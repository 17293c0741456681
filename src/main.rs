//! CLI entry point for hashsite

use anyhow::Result;
use clap::{Parser, Subcommand};
use std::path::PathBuf;
use tracing_subscriber::{layer::SubscriberExt, util::SubscriberInitExt};

#[derive(Parser)]
#[command(name = "hashsite")]
#[command(version)]
#[command(about = "Build, import and preview a hash-routed showcase site", long_about = None)]
struct Cli {
    /// Set the base directory (defaults to current directory)
    #[arg(short, long, global = true)]
    cwd: Option<PathBuf>,

    /// Enable debug output
    #[arg(short, long, global = true)]
    debug: bool,

    #[command(subcommand)]
    command: Commands,
}

#[derive(Subcommand)]
enum Commands {
    /// Build the static output directory
    #[command(alias = "b")]
    Build,

    /// Copy data files from the core repository
    Import {
        /// Location of the core repository
        #[arg(long, env = "CORE_DIR")]
        core_dir: Option<PathBuf>,
    },

    /// Build, then serve the output locally
    #[command(alias = "s")]
    Server {
        /// Port to listen on
        #[arg(short, long, default_value = "4000")]
        port: u16,

        /// IP address to bind to
        #[arg(short, long, default_value = "localhost")]
        ip: String,

        /// Enable static mode (no file watching)
        #[arg(long)]
        r#static: bool,
    },

    /// Render a route to the terminal
    Render {
        /// Location fragment, e.g. "#/kb"
        #[arg(default_value = "#/")]
        fragment: String,

        /// Use the flat route table instead of the site structure
        #[arg(long)]
        routes: bool,
    },

    /// List site information
    List {
        /// What to list (routes, pages, menu)
        #[arg(default_value = "routes")]
        r#type: String,
    },

    /// Remove the output directory
    Clean,

    /// Display version information
    Version,
}

#[tokio::main]
async fn main() -> Result<()> {
    let cli = Cli::parse();

    let filter = if cli.debug {
        "hashsite=debug,info"
    } else {
        "hashsite=info"
    };

    tracing_subscriber::registry()
        .with(
            tracing_subscriber::EnvFilter::try_from_default_env().unwrap_or_else(|_| filter.into()),
        )
        .with(tracing_subscriber::fmt::layer())
        .init();

    let base_dir = match cli.cwd {
        Some(dir) => dir,
        None => std::env::current_dir()?,
    };

    match cli.command {
        Commands::Build => {
            let site = hashsite::Site::new(&base_dir)?;
            site.build()?;
            println!("Built successfully!");
        }

        Commands::Import { core_dir } => {
            let site = hashsite::Site::new(&base_dir)?;
            let report = hashsite::commands::import::run(&site, core_dir.as_deref())?;
            println!(
                "Imported {} files from {} ({} skipped)",
                report.copied,
                report.core_dir.display(),
                report.skipped
            );
        }

        Commands::Server {
            port,
            ip,
            r#static,
        } => {
            let site = hashsite::Site::new(&base_dir)?;
            site.build()?;

            tracing::info!("Starting server at http://{}:{}", ip, port);
            hashsite::server::start(&site, &ip, port, !r#static).await?;
        }

        Commands::Render { fragment, routes } => {
            let site = hashsite::Site::new(&base_dir)?;
            let page = hashsite::commands::render::run(&site, &fragment, routes).await?;
            print!("{}", page);
        }

        Commands::List { r#type } => {
            let site = hashsite::Site::new(&base_dir)?;
            hashsite::commands::list::run(&site, &r#type)?;
        }

        Commands::Clean => {
            let site = hashsite::Site::new(&base_dir)?;
            site.clean()?;
            println!("Cleaned successfully!");
        }

        Commands::Version => {
            println!("hashsite version {}", env!("CARGO_PKG_VERSION"));
        }
    }

    Ok(())
}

■ What needs to be done
The whole of the material should be restated word for word.

■ Reply to the exercise
repository 17293c0741456681
filename src/main.rs
//! CLI entry point for hashsite

use anyhow::Result;
use clap::{Parser, Subcommand};
use std::path::PathBuf;
use tracing_subscriber::{layer::SubscriberExt, util::SubscriberInitExt};

#[derive(Parser)]
#[command(name = "hashsite")]
#[command(version)]
#[command(about = "Build, import and preview a hash-routed showcase site", long_about = None)]
struct Cli {
    /// Set the base directory (defaults to current directory)
    #[arg(short, long, global = true)]
    cwd: Option<PathBuf>,

    /// Enable debug output
    #[arg(short, long, global = true)]
    debug: bool,

    #[command(subcommand)]
    command: Commands,
}

#[derive(Subcommand)]
enum Commands {
    /// Build the static output directory
    #[command(alias = "b")]
    Build,

    /// Copy data files from the core repository
    Import {
        /// Location of the core repository
        #[arg(long, env = "CORE_DIR")]
        core_dir: Option<PathBuf>,
    },

    /// Build, then serve the output locally
    #[command(alias = "s")]
    Server {
        /// Port to listen on
        #[arg(short, long, default_value = "4000")]
        port: u16,

        /// IP address to bind to
        #[arg(short, long, default_value = "localhost")]
        ip: String,

        /// Enable static mode (no file watching)
        #[arg(long)]
        r#static: bool,
    },

    /// Render a route to the terminal
    Render {
        /// Location fragment, e.g. "#/kb"
        #[arg(default_value = "#/")]
        fragment: String,

        /// Use the flat route table instead of the site structure
        #[arg(long)]
        routes: bool,
    },

    /// List site information
    List {
        /// What to list (routes, pages, menu)
        #[arg(default_value = "routes")]
        r#type: String,
    },

    /// Remove the output directory
    Clean,

    /// Display version information
    Version,
}

#[tokio::main]
async fn main() -> Result<()> {
    let cli = Cli::parse();

    let filter = if cli.debug {
        "hashsite=debug,info"
    } else {
        "hashsite=info"
    };

    tracing_subscriber::registry()
        .with(
            tracing_subscriber::EnvFilter::try_from_default_env().unwrap_or_else(|_| filter.into()),
        )
        .with(tracing_subscriber::fmt::layer())
        .init();

    let base_dir = match cli.cwd {
        Some(dir) => dir,
        None => std::env::current_dir()?,
    };

    match cli.command {
        Commands::Build => {
            let site = hashsite::Site::new(&base_dir)?;
            site.build()?;
            println!("Built successfully!");
        }

        Commands::Import { core_dir } => {
            let site = hashsite::Site::new(&base_dir)?;
            let report = hashsite::commands::import::run(&site, core_dir.as_deref())?;
            println!(
                "Imported {} files from {} ({} skipped)",
                report.copied,
                report.core_dir.display(),
                report.skipped
            );
        }

        Commands::Server {
            port,
            ip,
            r#static,
        } => {
            let site = hashsite::Site::new(&base_dir)?;
            site.build()?;

            tracing::info!("Starting server at http://{}:{}", ip, port);
            hashsite::server::start(&site, &ip, port, !r#static).await?;
        }

        Commands::Render { fragment, routes } => {
            let site = hashsite::Site::new(&base_dir)?;
            let page = hashsite::commands::render::run(&site, &fragment, routes).await?;
            print!("{}", page);
        }

        Commands::List { r#type } => {
            let site = hashsite::Site::new(&base_dir)?;
            hashsite::commands::list::run(&site, &r#type)?;
        }

        Commands::Clean => {
            let site = hashsite::Site::new(&base_dir)?;
            site.clean()?;
            println!("Cleaned successfully!");
        }

        Commands::Version => {
            println!("hashsite version {}", env!("CARGO_PKG_VERSION"));
        }
    }

    Ok(())
}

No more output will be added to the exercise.